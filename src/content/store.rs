//! Blog store - reads the markdown folder tree under the blog root

use anyhow::Result;
use chrono::{DateTime, Local};
use std::fs;
use std::path::{Path, PathBuf};
use walkdir::WalkDir;

use super::{count_words, FolderInfo, FrontMatter, Listing, MarkdownRenderer, Post};
use crate::config::SiteConfig;

/// Filesystem-backed store over a tree of markdown posts.
///
/// Posts live in nested folders under the blog root. Every read hits the
/// filesystem; nothing is cached, content is authored by editing files.
pub struct BlogStore {
    root: PathBuf,
    renderer: MarkdownRenderer,
    default_title: String,
    default_category: String,
}

impl BlogStore {
    /// Create a store rooted at the blog directory
    pub fn new<P: Into<PathBuf>>(root: P, config: &SiteConfig) -> Self {
        Self {
            root: root.into(),
            renderer: MarkdownRenderer::from_config(&config.highlight),
            default_title: config.default_title.clone(),
            default_category: config.default_category.clone(),
        }
    }

    /// Blog root directory
    pub fn root(&self) -> &Path {
        &self.root
    }

    /// List the direct children of a tree node.
    ///
    /// Folders are sorted by name, posts by the numeric value of their file
    /// stem. A missing path yields an empty listing, not an error.
    pub fn items(&self, rel_path: &str) -> Result<Listing> {
        let rel_path = rel_path.trim_matches('/');
        let Some(dir) = self.resolve_dir(rel_path) else {
            return Ok(Listing::default());
        };
        if !dir.is_dir() {
            return Ok(Listing::default());
        }

        let mut listing = Listing::default();

        for entry in fs::read_dir(&dir)? {
            let entry = entry?;
            let name = entry.file_name().to_string_lossy().to_string();
            let path = entry.path();

            if path.is_dir() {
                listing.folders.push(self.folder_info(&path, rel_path, &name));
            } else if is_markdown_file(&path) {
                match self.load_post(&path, rel_path) {
                    Ok(post) => listing.posts.push(post),
                    Err(e) => {
                        tracing::warn!("Failed to load post {:?}: {}", path, e);
                    }
                }
            }
        }

        listing.folders.sort_by(|a, b| a.name.cmp(&b.name));
        listing.posts.sort_by(|a, b| {
            let key = |p: &Post| (p.index().unwrap_or(u64::MAX), p.path.clone());
            key(a).cmp(&key(b))
        });

        Ok(listing)
    }

    /// Load a single post by its tree path (e.g. "rust/ownership/3").
    /// Returns `None` when the backing file does not exist.
    pub fn post(&self, tree_path: &str) -> Result<Option<Post>> {
        let rel_dir = match tree_path.rsplit_once('/') {
            Some((dir, _)) => dir,
            None => "",
        };
        let Some(dir) = self.resolve_dir(rel_dir) else {
            return Ok(None);
        };
        let file_name = tree_path.rsplit('/').next().unwrap_or(tree_path);
        if file_name.is_empty() {
            return Ok(None);
        }
        let file = dir.join(format!("{}.md", file_name));
        if !file.is_file() {
            return Ok(None);
        }

        self.load_post(&file, rel_dir).map(Some)
    }

    /// All posts in the tree, newest first
    pub fn all_posts(&self, limit: Option<usize>) -> Result<Vec<Post>> {
        self.all_posts_under("", limit)
    }

    /// All posts below a tree node, newest first
    pub fn all_posts_under(&self, rel_path: &str, limit: Option<usize>) -> Result<Vec<Post>> {
        let rel_path = rel_path.trim_matches('/');
        let Some(dir) = self.resolve_dir(rel_path) else {
            return Ok(Vec::new());
        };
        if !dir.is_dir() {
            return Ok(Vec::new());
        }

        let mut posts = Vec::new();

        for entry in WalkDir::new(&dir)
            .follow_links(true)
            .into_iter()
            .filter_map(|e| e.ok())
        {
            let path = entry.path();
            if !path.is_file() || !is_markdown_file(path) {
                continue;
            }

            let parent = path.parent().unwrap_or(&dir);
            let rel_dir = self.tree_path_of(parent);
            match self.load_post(path, &rel_dir) {
                Ok(post) => posts.push(post),
                Err(e) => {
                    tracing::warn!("Failed to load post {:?}: {}", path, e);
                }
            }
        }

        // Newest first
        posts.sort_by(|a, b| b.date.cmp(&a.date));

        if let Some(limit) = limit {
            posts.truncate(limit);
        }

        Ok(posts)
    }

    /// Count direct child folders and posts of a directory
    pub fn direct_counts(dir: &Path) -> (usize, usize) {
        let Ok(entries) = fs::read_dir(dir) else {
            return (0, 0);
        };

        let mut folders = 0;
        let mut posts = 0;
        for entry in entries.filter_map(|e| e.ok()) {
            let path = entry.path();
            if path.is_dir() {
                folders += 1;
            } else if is_markdown_file(&path) {
                posts += 1;
            }
        }
        (folders, posts)
    }

    /// Count every folder in a subtree
    pub fn count_all_folders(dir: &Path) -> usize {
        WalkDir::new(dir)
            .min_depth(1)
            .follow_links(true)
            .into_iter()
            .filter_map(|e| e.ok())
            .filter(|e| e.file_type().is_dir())
            .count()
    }

    /// Count every post in a subtree
    pub fn count_all_posts(dir: &Path) -> usize {
        WalkDir::new(dir)
            .min_depth(1)
            .follow_links(true)
            .into_iter()
            .filter_map(|e| e.ok())
            .filter(|e| e.file_type().is_file() && is_markdown_file(e.path()))
            .count()
    }

    /// Build folder metadata for a directory entry
    fn folder_info(&self, dir: &Path, rel_path: &str, name: &str) -> FolderInfo {
        let (folder_count, post_count) = Self::direct_counts(dir);

        FolderInfo {
            name: name.to_string(),
            path: join_tree_path(rel_path, name),
            folder_count,
            post_count,
            total_folder_count: Self::count_all_folders(dir),
            total_post_count: Self::count_all_posts(dir),
            date: modified_date(dir),
        }
    }

    /// Parse a single markdown file into a Post
    fn load_post(&self, path: &Path, rel_dir: &str) -> Result<Post> {
        let content = fs::read_to_string(path)?;
        let (fm, body) = FrontMatter::parse(&content)?;

        let date = fm.parse_date().unwrap_or_else(|| modified_date(path));

        let title = fm.title.unwrap_or_else(|| self.default_title.clone());

        let category = fm.category.unwrap_or_else(|| {
            if rel_dir.is_empty() {
                self.default_category.clone()
            } else {
                rel_dir.to_string()
            }
        });

        let stem = path
            .file_stem()
            .and_then(|s| s.to_str())
            .unwrap_or("untitled");

        let word_count = count_words(body);
        let content_html = self.renderer.render(body)?;

        Ok(Post {
            title,
            date,
            category,
            tags: fm.tags,
            raw: body.to_string(),
            content: content_html,
            word_count,
            path: join_tree_path(rel_dir, stem),
            source: path.to_path_buf(),
        })
    }

    /// Resolve a tree path to a directory under the blog root.
    /// Rejects paths that step outside the tree.
    fn resolve_dir(&self, rel_path: &str) -> Option<PathBuf> {
        let mut dir = self.root.clone();
        for segment in rel_path.split('/').filter(|s| !s.is_empty()) {
            if segment == ".." || segment == "." {
                return None;
            }
            dir.push(segment);
        }
        Some(dir)
    }

    /// Tree path of a directory below the blog root
    fn tree_path_of(&self, dir: &Path) -> String {
        dir.strip_prefix(&self.root)
            .unwrap_or(dir)
            .to_string_lossy()
            .replace('\\', "/")
    }
}

/// Check if a file is a markdown file
fn is_markdown_file(path: &Path) -> bool {
    path.extension()
        .and_then(|e| e.to_str())
        .map(|e| e == "md" || e == "markdown")
        .unwrap_or(false)
}

/// Join a tree path and a child name with '/'
fn join_tree_path(rel_path: &str, name: &str) -> String {
    if rel_path.is_empty() {
        name.to_string()
    } else {
        format!("{}/{}", rel_path, name)
    }
}

/// Filesystem modification time as a local DateTime, falling back to now
fn modified_date(path: &Path) -> DateTime<Local> {
    fs::metadata(path)
        .and_then(|m| m.modified())
        .map(DateTime::<Local>::from)
        .unwrap_or_else(|_| Local::now())
}

#[cfg(test)]
mod tests {
    use super::*;
    use std::fs;
    use tempfile::TempDir;

    fn write_post(dir: &Path, name: &str, title: &str, date: &str) {
        let body = format!(
            "---\ntitle: {}\ndate: {}\ntags:\n  - test\n---\n\nSome body text here.\n",
            title, date
        );
        fs::write(dir.join(name), body).unwrap();
    }

    /// Builds:
    ///   1.md
    ///   rust/{1.md, 2.md, 10.md}
    ///   rust/ownership/1.md
    ///   notes/1.md            (no front-matter)
    fn fixture() -> (TempDir, BlogStore) {
        let tmp = TempDir::new().unwrap();
        let root = tmp.path();

        write_post(root, "1.md", "Welcome", "2024-01-01");

        let rust = root.join("rust");
        fs::create_dir(&rust).unwrap();
        write_post(&rust, "1.md", "Ownership Intro", "2024-02-01");
        write_post(&rust, "2.md", "Borrowing", "2024-03-01");
        write_post(&rust, "10.md", "Lifetimes", "2024-04-01");

        let ownership = rust.join("ownership");
        fs::create_dir(&ownership).unwrap();
        write_post(&ownership, "1.md", "Move Semantics", "2024-05-01");

        let notes = root.join("notes");
        fs::create_dir(&notes).unwrap();
        fs::write(notes.join("1.md"), "Plain note, no front-matter.\n").unwrap();

        let store = BlogStore::new(root, &SiteConfig::default());
        (tmp, store)
    }

    #[test]
    fn test_items_root() {
        let (_tmp, store) = fixture();
        let listing = store.items("").unwrap();

        let names: Vec<_> = listing.folders.iter().map(|f| f.name.as_str()).collect();
        assert_eq!(names, vec!["notes", "rust"]);

        assert_eq!(listing.posts.len(), 1);
        assert_eq!(listing.posts[0].title, "Welcome");
        assert_eq!(listing.posts[0].path, "1");
    }

    #[test]
    fn test_items_missing_path_is_empty() {
        let (_tmp, store) = fixture();
        let listing = store.items("does/not/exist").unwrap();
        assert!(listing.is_empty());
    }

    #[test]
    fn test_items_rejects_parent_traversal() {
        let (_tmp, store) = fixture();
        let listing = store.items("../rust").unwrap();
        assert!(listing.is_empty());
    }

    #[test]
    fn test_posts_sorted_by_numeric_index() {
        let (_tmp, store) = fixture();
        let listing = store.items("rust").unwrap();

        let paths: Vec<_> = listing.posts.iter().map(|p| p.path.as_str()).collect();
        // 10 sorts after 2, not between 1 and 2
        assert_eq!(paths, vec!["rust/1", "rust/2", "rust/10"]);
    }

    #[test]
    fn test_folder_counts() {
        let (_tmp, store) = fixture();
        let listing = store.items("").unwrap();

        let rust = listing.folders.iter().find(|f| f.name == "rust").unwrap();
        assert_eq!(rust.folder_count, 1);
        assert_eq!(rust.post_count, 3);
        assert_eq!(rust.total_folder_count, 1);
        assert_eq!(rust.total_post_count, 4);
        assert_eq!(rust.path, "rust");

        let notes = listing.folders.iter().find(|f| f.name == "notes").unwrap();
        assert_eq!(notes.folder_count, 0);
        assert_eq!(notes.post_count, 1);
        assert_eq!(notes.total_folder_count, 0);
        assert_eq!(notes.total_post_count, 1);
    }

    #[test]
    fn test_post_lookup() {
        let (_tmp, store) = fixture();

        let post = store.post("rust/ownership/1").unwrap().unwrap();
        assert_eq!(post.title, "Move Semantics");
        assert_eq!(post.category, "rust/ownership");
        assert_eq!(post.path, "rust/ownership/1");
        assert!(post.content.contains("<p>"));
        assert_eq!(post.word_count, 4);

        assert!(store.post("rust/ownership/99").unwrap().is_none());
        assert!(store.post("").unwrap().is_none());
    }

    #[test]
    fn test_post_defaults_without_frontmatter() {
        let (_tmp, store) = fixture();

        let post = store.post("notes/1").unwrap().unwrap();
        assert_eq!(post.title, "Untitled");
        assert_eq!(post.category, "notes");
        assert!(post.tags.is_empty());
    }

    #[test]
    fn test_root_post_default_category() {
        let tmp = TempDir::new().unwrap();
        fs::write(tmp.path().join("1.md"), "No front-matter.\n").unwrap();
        let store = BlogStore::new(tmp.path(), &SiteConfig::default());

        let post = store.post("1").unwrap().unwrap();
        assert_eq!(post.category, "Uncategorized");
    }

    #[test]
    fn test_all_posts_newest_first() {
        let (_tmp, store) = fixture();
        let posts = store.all_posts(None).unwrap();

        assert_eq!(posts.len(), 6);
        // notes/1 has no front-matter date, so it carries its mtime (now)
        // and sorts first; the dated posts follow newest-first
        assert_eq!(posts[0].title, "Untitled");
        assert_eq!(posts[1].title, "Move Semantics");
        for pair in posts.windows(2) {
            assert!(pair[0].date >= pair[1].date);
        }
    }

    #[test]
    fn test_all_posts_limit() {
        let (_tmp, store) = fixture();
        let posts = store.all_posts(Some(2)).unwrap();
        assert_eq!(posts.len(), 2);
    }

    #[test]
    fn test_all_posts_under_subtree() {
        let (_tmp, store) = fixture();
        let posts = store.all_posts_under("rust", None).unwrap();

        assert_eq!(posts.len(), 4);
        assert!(posts.iter().all(|p| p.path.starts_with("rust/")));
    }

    #[test]
    fn test_malformed_post_is_skipped() {
        let (tmp, store) = fixture();
        // Invalid UTF-8 makes the read fail; the rest of the folder survives
        fs::write(tmp.path().join("rust").join("3.md"), [0xff, 0xfe, 0x00]).unwrap();

        let listing = store.items("rust").unwrap();
        assert_eq!(listing.posts.len(), 3);
    }

    #[test]
    fn test_word_count_from_raw_body() {
        let tmp = TempDir::new().unwrap();
        fs::write(
            tmp.path().join("1.md"),
            "---\ntitle: T\n---\n\n# Heading\n\none two three\n",
        )
        .unwrap();
        let store = BlogStore::new(tmp.path(), &SiteConfig::default());

        let post = store.post("1").unwrap().unwrap();
        // counts markdown tokens, "# Heading" is two
        assert_eq!(post.word_count, 5);
    }
}
//! Content handling: front-matter parsing, markdown rendering, blog tree store

mod frontmatter;
mod markdown;
mod post;
pub mod store;

pub use frontmatter::FrontMatter;
pub use markdown::{count_words, MarkdownRenderer};
pub use post::{FolderInfo, Listing, Post};
pub use store::BlogStore;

┄┄┄┄┄┄┄┄┄┄

▸ **EXERCISE BRIEF**
In the listing above, find the line containing "name with '/'" and the line containing "- test\n---\n\nSome body", then repeat those two lines and everything between them exactly.

▸ **COMPLETED EXERCISE**
/// Join a tree path and a child name with '/'
fn join_tree_path(rel_path: &str, name: &str) -> String {
    if rel_path.is_empty() {
        name.to_string()
    } else {
        format!("{}/{}", rel_path, name)
    }
}

/// Filesystem modification time as a local DateTime, falling back to now
fn modified_date(path: &Path) -> DateTime<Local> {
    fs::metadata(path)
        .and_then(|m| m.modified())
        .map(DateTime::<Local>::from)
        .unwrap_or_else(|_| Local::now())
}

#[cfg(test)]
mod tests {
    use super::*;
    use std::fs;
    use tempfile::TempDir;

    fn write_post(dir: &Path, name: &str, title: &str, date: &str) {
        let body = format!(
            "---\ntitle: {}\ndate: {}\ntags:\n  - test\n---\n\nSome body text here.\n",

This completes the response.